(Collected data)
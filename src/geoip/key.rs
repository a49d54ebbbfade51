//! Canonical ordered address keys
//!
//! Every address, IPv4 or IPv6, is mapped into one 128-bit space so that a
//! single byte-wise comparison orders both families. IPv4 addresses are
//! embedded as IPv4-mapped IPv6 (`::ffff:a.b.c.d`).

use std::fmt;
use std::net::{IpAddr, Ipv4Addr, Ipv6Addr};

use crate::geoip::error::{GeoIpError, GeoIpResult};

/// Bytes 10 and 11 of an IPv4-mapped key
const V4_MAPPED_MARKER: [u8; 2] = [0xff, 0xff];

/// 16-byte big-endian address key
///
/// Ordering is the derived lexicographic ordering of the byte array, which
/// is the unsigned numeric ordering of the 128-bit value.
#[derive(Debug, Clone, Copy, PartialEq, Eq, PartialOrd, Ord, Hash, Default)]
pub struct AddressKey([u8; 16]);

impl AddressKey {
    pub const MIN: AddressKey = AddressKey([0; 16]);
    pub const MAX: AddressKey = AddressKey([0xff; 16]);

    pub const fn from_bytes(bytes: [u8; 16]) -> Self {
        Self(bytes)
    }

    pub const fn as_bytes(&self) -> &[u8; 16] {
        &self.0
    }

    pub const fn from_u128(value: u128) -> Self {
        Self(value.to_be_bytes())
    }

    pub const fn as_u128(&self) -> u128 {
        u128::from_be_bytes(self.0)
    }

    /// Embed a 32-bit IPv4 value into the mapped region
    pub fn from_ipv4_u32(value: u32) -> Self {
        let mut bytes = [0u8; 16];
        bytes[10..12].copy_from_slice(&V4_MAPPED_MARKER);
        bytes[12..].copy_from_slice(&value.to_be_bytes());
        Self(bytes)
    }

    /// True when the key lies in `::ffff:0:0/96`
    pub fn is_ipv4_mapped(&self) -> bool {
        self.0[..10].iter().all(|&b| b == 0) && self.0[10..12] == V4_MAPPED_MARKER
    }

    /// Convert back to an address; mapped keys come back as IPv4
    pub fn to_ip_addr(&self) -> IpAddr {
        if self.is_ipv4_mapped() {
            IpAddr::V4(Ipv4Addr::new(self.0[12], self.0[13], self.0[14], self.0[15]))
        } else {
            IpAddr::V6(Ipv6Addr::from(self.0))
        }
    }
}

/// Parse a textual IPv4 or IPv6 literal into its canonical key
///
/// # Errors
/// Returns [`GeoIpError::InvalidAddress`] when the text is neither an IPv4
/// nor an IPv6 literal.
pub fn normalize(input: &str) -> GeoIpResult<AddressKey> {
    input
        .parse::<IpAddr>()
        .map(AddressKey::from)
        .map_err(|_| GeoIpError::InvalidAddress(input.to_string()))
}

impl From<Ipv4Addr> for AddressKey {
    fn from(addr: Ipv4Addr) -> Self {
        Self::from_ipv4_u32(u32::from(addr))
    }
}

impl From<Ipv6Addr> for AddressKey {
    fn from(addr: Ipv6Addr) -> Self {
        Self(addr.octets())
    }
}

impl From<IpAddr> for AddressKey {
    fn from(addr: IpAddr) -> Self {
        match addr {
            IpAddr::V4(v4) => v4.into(),
            IpAddr::V6(v6) => v6.into(),
        }
    }
}

impl fmt::Display for AddressKey {
    fn fmt(&self, f: &mut fmt::Formatter<'_>) -> fmt::Result {
        fmt::Display::fmt(&Ipv6Addr::from(self.0), f)
    }
}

GOAL OF THE EXERCISE: From the opening line of the data above, please print each line as written up to and including the line that contains "pub const MAX: AddressKey", and nothing more.

REPLY:
filename src/geoip/key.rs
repository a49d54ebbbfade51
//! Canonical ordered address keys
//!
//! Every address, IPv4 or IPv6, is mapped into one 128-bit space so that a
//! single byte-wise comparison orders both families. IPv4 addresses are
//! embedded as IPv4-mapped IPv6 (`::ffff:a.b.c.d`).

use std::fmt;
use std::net::{IpAddr, Ipv4Addr, Ipv6Addr};

use crate::geoip::error::{GeoIpError, GeoIpResult};

/// Bytes 10 and 11 of an IPv4-mapped key
const V4_MAPPED_MARKER: [u8; 2] = [0xff, 0xff];

/// 16-byte big-endian address key
///
/// Ordering is the derived lexicographic ordering of the byte array, which
/// is the unsigned numeric ordering of the 128-bit value.
#[derive(Debug, Clone, Copy, PartialEq, Eq, PartialOrd, Ord, Hash, Default)]
pub struct AddressKey([u8; 16]);

impl AddressKey {
    pub const MIN: AddressKey = AddressKey([0; 16]);
    pub const MAX: AddressKey = AddressKey([0xff; 16]);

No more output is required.